Personal Shopper | Screen | Pittsburgh | Pittsburgh City Paper

Personal Shopper

Kristen Stewart shines in this tale about ghosts and getting on with things

Spooked: Maureen (Kristen Stewart) tries on a shiny look.
Spooked: Maureen (Kristen Stewart) tries on a shiny look.

In Olivier Assayas’ offbeat thriller Personal Shopper, Maureen (Kristen Stewart) is an American woman working in Paris as a personal assistant for a celebrity. Most of this sucky job entails securing free garments and accessories for her client to wear to events. 

In her spare time, Maureen is an amateur medium, and hangs out at a country house her recently deceased twin brother owned; they had a pact to send a signal from beyond, should one of them die. But the nights spent in the big, gloomy house are not sealing this deal, despite the hopeful frisson of creaky floors and unhinged doors.

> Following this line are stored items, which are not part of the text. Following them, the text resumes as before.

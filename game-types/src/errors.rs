use serde::{Deserialize, Serialize};
use thiserror::Error;
use ts_rs::TS;

#[derive(Debug, Clone, PartialEq, Eq, Error, Serialize, Deserialize, TS)]
#[ts(export)]
pub enum GameError {
    #[error("The name {name} is already taken in this room")]
    NameTaken { name: String },
    #[error("Player {name} is not in this room")]
    PlayerNotFound { name: String },
    #[error("Not in a room")]
    NotInRoom,
    #[error("Invalid room code: {code}")]
    InvalidRoomCode { code: String },
    #[error("Invalid nickname: {reason}")]
    InvalidNickname { reason: String },
    #[error("Room {room_code} is full")]
    RoomFull { room_code: String },
    #[error("{field} cannot be empty")]
    EmptyInput { field: String },
    #[error("{field} is too long (max {max} characters)")]
    TooLong { field: String, max: usize },
}
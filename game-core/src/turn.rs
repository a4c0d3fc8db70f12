use std::collections::HashSet;

pub const DEFAULT_ROUND_SECONDS: u32 = 60;

#[derive(Debug, Clone, Copy, PartialEq, Eq)]
pub enum TurnPhase {
    /// Fewer than two participants.
    WaitingForPlayers,
    /// A drawer has been prompted but has not chosen a word.
    AwaitingWord,
    /// Word chosen, countdown running, guesses accepted.
    Drawing,
}

/// Whose turn it is, the secret word and the countdown bookkeeping for one room.
///
/// The countdown itself runs elsewhere; this only tracks the remaining seconds and
/// an epoch that changes whenever the countdown is armed or disarmed, so a tick
/// carrying an old epoch can be recognised and ignored.
#[derive(Debug, Clone)]
pub struct TurnState {
    drawer_index: usize,
    secret_word: Option<String>,
    correct_guessers: HashSet<String>,
    round_seconds: u32,
    remaining_seconds: u32,
    timer_epoch: u64,
    timer_running: bool,
}

impl TurnState {
    pub fn new(round_seconds: u32) -> Self {
        Self {
            drawer_index: 0,
            secret_word: None,
            correct_guessers: HashSet::new(),
            round_seconds,
            remaining_seconds: round_seconds,
            timer_epoch: 0,
            timer_running: false,
        }
    }

    pub fn phase(&self, roster_len: usize) -> TurnPhase {
        if roster_len < 2 {
            TurnPhase::WaitingForPlayers
        } else if self.secret_word.is_some() {
            TurnPhase::Drawing
        } else {
            TurnPhase::AwaitingWord
        }
    }

    pub fn drawer_index(&self) -> usize {
        self.drawer_index
    }

    pub fn secret_word(&self) -> Option<&str> {
        self.secret_word.as_deref()
    }

    pub fn set_word(&mut self, word: String) {
        self.secret_word = Some(word);
        self.correct_guessers.clear();
    }

    pub fn round_seconds(&self) -> u32 {
        self.round_seconds
    }

    pub fn remaining_seconds(&self) -> u32 {
        self.remaining_seconds
    }

    pub fn timer_epoch(&self) -> u64 {
        self.timer_epoch
    }

    pub fn is_timer_running(&self) -> bool {
        self.timer_running
    }

    /// Ends the current round and hands the turn to the next participant.
    pub fn advance(&mut self, roster_len: usize) {
        self.clear_round();
        self.drawer_index = if roster_len == 0 {
            0
        } else {
            (self.drawer_index + 1) % roster_len
        };
    }

    pub fn clear_round(&mut self) {
        self.secret_word = None;
        self.correct_guessers.clear();
    }

    /// Keeps the drawer index inside the roster after a removal at `removed_index`.
    /// Returns true if the removed participant was the drawer.
    pub fn on_participant_removed(&mut self, removed_index: usize, name: &str, roster_len: usize) -> bool {
        self.correct_guessers.remove(name);

        let was_drawer = removed_index == self.drawer_index;
        if removed_index < self.drawer_index {
            self.drawer_index -= 1;
        }
        if self.drawer_index >= roster_len {
            self.drawer_index = 0;
        }
        was_drawer
    }

    /// Starts (or restarts) the countdown. Returns the epoch the ticker must present.
    pub fn arm_timer(&mut self) -> u64 {
        self.timer_epoch += 1;
        self.timer_running = true;
        self.remaining_seconds = self.round_seconds;
        self.timer_epoch
    }

    /// Stops the countdown and resets the display value. Returns true if it was running.
    pub fn disarm_timer(&mut self) -> bool {
        let was_running = self.timer_running;
        if was_running {
            self.timer_epoch += 1;
        }
        self.timer_running = false;
        self.remaining_seconds = self.round_seconds;
        was_running
    }

    /// One second elapsed. `None` if the tick belongs to a countdown that no longer exists.
    pub fn tick(&mut self, epoch: u64) -> Option<u32> {
        if !self.timer_running || epoch != self.timer_epoch {
            return None;
        }
        self.remaining_seconds = self.remaining_seconds.saturating_sub(1);
        Some(self.remaining_seconds)
    }

    pub fn has_guessed(&self, name: &str) -> bool {
        self.correct_guessers.contains(name)
    }

    pub fn record_correct_guess(&mut self, name: &str) -> bool {
        self.correct_guessers.insert(name.to_string())
    }

    /// Every participant except the drawer has guessed the word this round.
    pub fn everyone_guessed(&self, roster_len: usize) -> bool {
        self.secret_word.is_some()
            && !self.correct_guessers.is_empty()
            && self.correct_guessers.len() + 1 >= roster_len
    }

    pub fn rename_guesser(&mut self, old_name: &str, new_name: &str) {
        if self.correct_guessers.remove(old_name) {
            self.correct_guessers.insert(new_name.to_string());
        }
    }
}

impl Default for TurnState {
    fn default() -> Self {
        Self::new(DEFAULT_ROUND_SECONDS)
    }
}

#[cfg(test)]
mod tests {
    use super::*;

    #[test]
    fn test_phase_transitions() {
        let mut turn = TurnState::default();
        assert_eq!(turn.phase(1), TurnPhase::WaitingForPlayers);
        assert_eq!(turn.phase(2), TurnPhase::AwaitingWord);

        turn.set_word("cat".to_string());
        assert_eq!(turn.phase(2), TurnPhase::Drawing);

        turn.advance(2);
        assert_eq!(turn.phase(2), TurnPhase::AwaitingWord);
        assert_eq!(turn.drawer_index(), 1);

        turn.advance(2);
        assert_eq!(turn.drawer_index(), 0);
    }

    #[test]
    fn test_stale_epoch_ticks_are_ignored() {
        let mut turn = TurnState::new(3);
        let first = turn.arm_timer();
        assert_eq!(turn.tick(first), Some(2));

        let second = turn.arm_timer();
        assert_ne!(first, second);
        assert_eq!(turn.remaining_seconds(), 3);
        assert_eq!(turn.tick(first), None);
        assert_eq!(turn.tick(second), Some(2));

        assert!(turn.disarm_timer());
        assert_eq!(turn.tick(second), None);
        assert_eq!(turn.remaining_seconds(), 3);
        assert!(!turn.disarm_timer());
    }

    #[test]
    fn test_removal_before_drawer_keeps_same_drawer() {
        let mut turn = TurnState::default();
        turn.advance(3);
        turn.advance(3);
        assert_eq!(turn.drawer_index(), 2);

        assert!(!turn.on_participant_removed(0, "a", 2));
        assert_eq!(turn.drawer_index(), 1);
    }

    #[test]
    fn test_removal_of_last_drawer_clamps_to_zero() {
        let mut turn = TurnState::default();
        turn.advance(3);
        turn.advance(3);

        assert!(turn.on_participant_removed(2, "c", 2));
        assert_eq!(turn.drawer_index(), 0);
    }

    #[test]
    fn test_everyone_guessed_threshold() {
        let mut turn = TurnState::default();
        assert!(!turn.everyone_guessed(3));

        turn.set_word("cat".to_string());
        assert!(turn.record_correct_guess("b"));
        assert!(!turn.record_correct_guess("b"));
        assert!(!turn.everyone_guessed(3));
        assert!(turn.everyone_guessed(2));

        turn.record_correct_guess("c");
        assert!(turn.everyone_guessed(3));
    }
}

But then Maureen gets a barrage of text messages from an unknown number. The messages are somewhere between creepy and playful, and over the course of a couple of days, the texter prompts Maureen toward risky behavior and (likely overdue) self-examination. It could be a person, but the breadth and intimacy of the mystery texter’s knowledge suggests something super-human. “Are you a ghost?” Maureen texts, to no reply. 

There is an astonishingly long sequence in this film that is just Maureen and her iPhone, sending and receiving texts, and reacting. Possible ghosts aside, it’s a précis of the fraught nature of texting. These are the words unmoored from emotional intent, inflection and other useful cues (the opening parry — “I know you” — could be flirty, sincere or threatening). Layer on the stress of waiting for replies (curse you, pulsating ellipses), and the internal debate over how, or whether, to respond. Stewart is great throughout the film, but this extended silent scene gives the actress prone to twitchy intensity and hard-edged vulnerability plenty of satisfying exercise.

Assayas’ film is slowish, and lacking in standard plot beats. It’s partly a ghost tale, partly a downbeat character study and maybe even a dig at lifestyles of the rich and famous. Beyond the supernatural, this is an exploration of loss, grief and learning to move on. While there might be a supernatural ghost, Maureen herself moves through the world like a ghost: unseen except as a conduit for her famous boss. (Is it any wonder she seeks agency in trying on the boss’ clothes?) Her young life should be brimming with potential, but Maureen is held down by the past, loneliness and a lack of goals.

It’s left open-ended whether there are ghosts, and what, if anything, might happen. Not for nothing is this film bookended with scenes depicting Maureen alone and confused in empty and isolated houses. But like a possible sighting of a ghost, you may find yourself pondering it all long after the light has faded.